> [Problem statement]:
Where a line in the records below includes "Double", pull that line out.

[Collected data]
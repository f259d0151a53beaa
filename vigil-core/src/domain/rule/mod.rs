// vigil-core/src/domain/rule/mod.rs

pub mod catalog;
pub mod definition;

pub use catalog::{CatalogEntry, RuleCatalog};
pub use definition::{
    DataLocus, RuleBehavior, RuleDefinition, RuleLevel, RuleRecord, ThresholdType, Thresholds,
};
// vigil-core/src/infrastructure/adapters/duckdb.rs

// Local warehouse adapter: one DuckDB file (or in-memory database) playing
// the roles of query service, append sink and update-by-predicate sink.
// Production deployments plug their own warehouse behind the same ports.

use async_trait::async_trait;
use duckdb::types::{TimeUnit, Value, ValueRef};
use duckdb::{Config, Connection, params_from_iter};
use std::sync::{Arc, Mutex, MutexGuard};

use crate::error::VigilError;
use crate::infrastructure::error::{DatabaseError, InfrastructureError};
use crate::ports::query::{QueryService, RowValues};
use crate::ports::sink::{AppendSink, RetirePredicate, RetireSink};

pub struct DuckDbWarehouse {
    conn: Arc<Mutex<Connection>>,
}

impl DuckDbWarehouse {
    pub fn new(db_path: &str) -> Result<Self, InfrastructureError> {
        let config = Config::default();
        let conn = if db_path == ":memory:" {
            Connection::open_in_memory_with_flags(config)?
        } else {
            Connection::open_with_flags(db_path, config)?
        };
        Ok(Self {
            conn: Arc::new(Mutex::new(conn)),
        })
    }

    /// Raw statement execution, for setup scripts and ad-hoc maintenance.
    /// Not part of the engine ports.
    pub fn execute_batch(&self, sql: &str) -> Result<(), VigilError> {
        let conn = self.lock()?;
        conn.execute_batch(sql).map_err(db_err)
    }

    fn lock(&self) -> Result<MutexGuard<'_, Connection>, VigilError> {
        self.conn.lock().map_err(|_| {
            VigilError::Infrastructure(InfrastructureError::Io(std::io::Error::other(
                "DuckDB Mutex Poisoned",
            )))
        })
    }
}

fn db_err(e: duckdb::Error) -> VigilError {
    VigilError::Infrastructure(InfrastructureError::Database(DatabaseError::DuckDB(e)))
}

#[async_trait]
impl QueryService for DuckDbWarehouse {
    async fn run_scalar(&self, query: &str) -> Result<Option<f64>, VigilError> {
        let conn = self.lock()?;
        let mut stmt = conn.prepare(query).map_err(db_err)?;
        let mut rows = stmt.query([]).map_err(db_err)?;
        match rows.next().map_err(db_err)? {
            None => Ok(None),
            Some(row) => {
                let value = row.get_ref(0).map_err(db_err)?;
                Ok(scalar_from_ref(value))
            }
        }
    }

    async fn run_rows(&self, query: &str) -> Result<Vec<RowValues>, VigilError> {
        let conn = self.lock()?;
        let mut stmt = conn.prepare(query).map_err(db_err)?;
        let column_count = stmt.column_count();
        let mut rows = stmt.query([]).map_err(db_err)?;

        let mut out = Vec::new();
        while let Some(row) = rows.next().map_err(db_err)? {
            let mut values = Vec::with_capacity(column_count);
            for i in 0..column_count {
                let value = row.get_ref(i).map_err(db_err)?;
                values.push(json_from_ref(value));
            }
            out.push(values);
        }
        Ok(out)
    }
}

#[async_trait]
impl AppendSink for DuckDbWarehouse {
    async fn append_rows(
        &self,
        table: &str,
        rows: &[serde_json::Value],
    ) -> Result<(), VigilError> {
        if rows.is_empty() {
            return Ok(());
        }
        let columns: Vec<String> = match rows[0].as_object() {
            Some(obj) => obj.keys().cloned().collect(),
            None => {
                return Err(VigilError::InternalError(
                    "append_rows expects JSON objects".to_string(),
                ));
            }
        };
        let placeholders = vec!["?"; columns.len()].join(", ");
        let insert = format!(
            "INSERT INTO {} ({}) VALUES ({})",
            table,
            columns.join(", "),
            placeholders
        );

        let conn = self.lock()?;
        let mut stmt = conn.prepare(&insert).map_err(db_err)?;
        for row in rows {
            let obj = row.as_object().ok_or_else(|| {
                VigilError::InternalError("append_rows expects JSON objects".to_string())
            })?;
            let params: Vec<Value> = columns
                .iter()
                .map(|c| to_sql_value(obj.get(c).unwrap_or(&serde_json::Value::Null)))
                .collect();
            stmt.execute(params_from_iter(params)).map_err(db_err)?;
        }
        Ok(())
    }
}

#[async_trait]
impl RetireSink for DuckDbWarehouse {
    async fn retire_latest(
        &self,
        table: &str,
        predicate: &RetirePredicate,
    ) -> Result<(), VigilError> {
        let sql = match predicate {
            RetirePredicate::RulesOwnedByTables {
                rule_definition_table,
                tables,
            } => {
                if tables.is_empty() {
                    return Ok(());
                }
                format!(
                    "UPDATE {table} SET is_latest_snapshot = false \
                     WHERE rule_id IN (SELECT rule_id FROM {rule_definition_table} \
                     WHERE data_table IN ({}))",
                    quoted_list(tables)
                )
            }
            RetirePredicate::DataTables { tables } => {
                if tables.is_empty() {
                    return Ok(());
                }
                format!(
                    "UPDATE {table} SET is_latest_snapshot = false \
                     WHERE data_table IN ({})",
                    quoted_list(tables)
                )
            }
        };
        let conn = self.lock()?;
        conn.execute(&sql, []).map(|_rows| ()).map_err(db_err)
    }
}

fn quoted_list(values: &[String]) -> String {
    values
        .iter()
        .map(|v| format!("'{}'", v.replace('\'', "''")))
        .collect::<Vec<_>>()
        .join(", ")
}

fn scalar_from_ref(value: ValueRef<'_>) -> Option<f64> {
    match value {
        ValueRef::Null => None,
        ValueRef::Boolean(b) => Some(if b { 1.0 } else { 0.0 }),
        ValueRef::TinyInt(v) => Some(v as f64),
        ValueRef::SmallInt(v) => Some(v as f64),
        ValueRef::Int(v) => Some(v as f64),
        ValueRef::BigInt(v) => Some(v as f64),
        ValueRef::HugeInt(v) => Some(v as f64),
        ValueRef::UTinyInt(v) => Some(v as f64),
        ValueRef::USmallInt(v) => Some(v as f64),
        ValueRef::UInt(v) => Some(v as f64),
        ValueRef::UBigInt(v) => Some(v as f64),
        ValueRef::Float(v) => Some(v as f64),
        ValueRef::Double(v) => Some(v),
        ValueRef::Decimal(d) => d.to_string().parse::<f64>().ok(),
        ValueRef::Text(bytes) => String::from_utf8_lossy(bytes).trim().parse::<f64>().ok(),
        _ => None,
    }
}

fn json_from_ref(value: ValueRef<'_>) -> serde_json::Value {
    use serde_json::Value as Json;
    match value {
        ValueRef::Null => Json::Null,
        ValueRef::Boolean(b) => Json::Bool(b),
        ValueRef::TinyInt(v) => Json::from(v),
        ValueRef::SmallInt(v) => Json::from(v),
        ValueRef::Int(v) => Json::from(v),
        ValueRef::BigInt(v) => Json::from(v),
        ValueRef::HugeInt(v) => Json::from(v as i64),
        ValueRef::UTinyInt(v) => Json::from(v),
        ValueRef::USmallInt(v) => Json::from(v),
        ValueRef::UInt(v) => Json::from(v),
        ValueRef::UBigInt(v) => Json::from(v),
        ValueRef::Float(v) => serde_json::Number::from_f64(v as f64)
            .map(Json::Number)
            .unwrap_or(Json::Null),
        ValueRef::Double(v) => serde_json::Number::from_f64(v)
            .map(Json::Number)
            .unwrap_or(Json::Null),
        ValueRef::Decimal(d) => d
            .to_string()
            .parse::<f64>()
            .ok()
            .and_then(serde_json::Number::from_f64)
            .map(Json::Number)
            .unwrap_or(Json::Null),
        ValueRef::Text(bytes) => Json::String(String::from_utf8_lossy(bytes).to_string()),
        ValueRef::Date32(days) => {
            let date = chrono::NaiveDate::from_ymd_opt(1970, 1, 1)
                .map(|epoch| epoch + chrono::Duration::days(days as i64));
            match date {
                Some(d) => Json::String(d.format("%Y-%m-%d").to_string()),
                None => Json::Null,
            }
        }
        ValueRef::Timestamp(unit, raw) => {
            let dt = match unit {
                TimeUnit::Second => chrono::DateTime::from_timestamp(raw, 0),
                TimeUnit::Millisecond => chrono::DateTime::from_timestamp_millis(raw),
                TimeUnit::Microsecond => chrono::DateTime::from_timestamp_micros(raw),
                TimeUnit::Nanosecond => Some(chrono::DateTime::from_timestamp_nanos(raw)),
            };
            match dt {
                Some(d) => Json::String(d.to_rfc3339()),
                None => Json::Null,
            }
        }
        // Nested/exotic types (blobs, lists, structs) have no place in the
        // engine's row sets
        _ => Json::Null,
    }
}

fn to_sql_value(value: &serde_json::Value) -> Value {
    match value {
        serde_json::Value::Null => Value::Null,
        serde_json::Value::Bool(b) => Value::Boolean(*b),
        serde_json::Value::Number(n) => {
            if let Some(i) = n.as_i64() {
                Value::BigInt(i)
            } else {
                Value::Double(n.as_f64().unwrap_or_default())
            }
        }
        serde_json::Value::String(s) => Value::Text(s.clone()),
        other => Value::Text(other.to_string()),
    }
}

> [The answer]:
        ValueRef::Double(v) => Some(v),
        ValueRef::Double(v) => serde_json::Number::from_f64(v)
                Value::Double(n.as_f64().unwrap_or_default())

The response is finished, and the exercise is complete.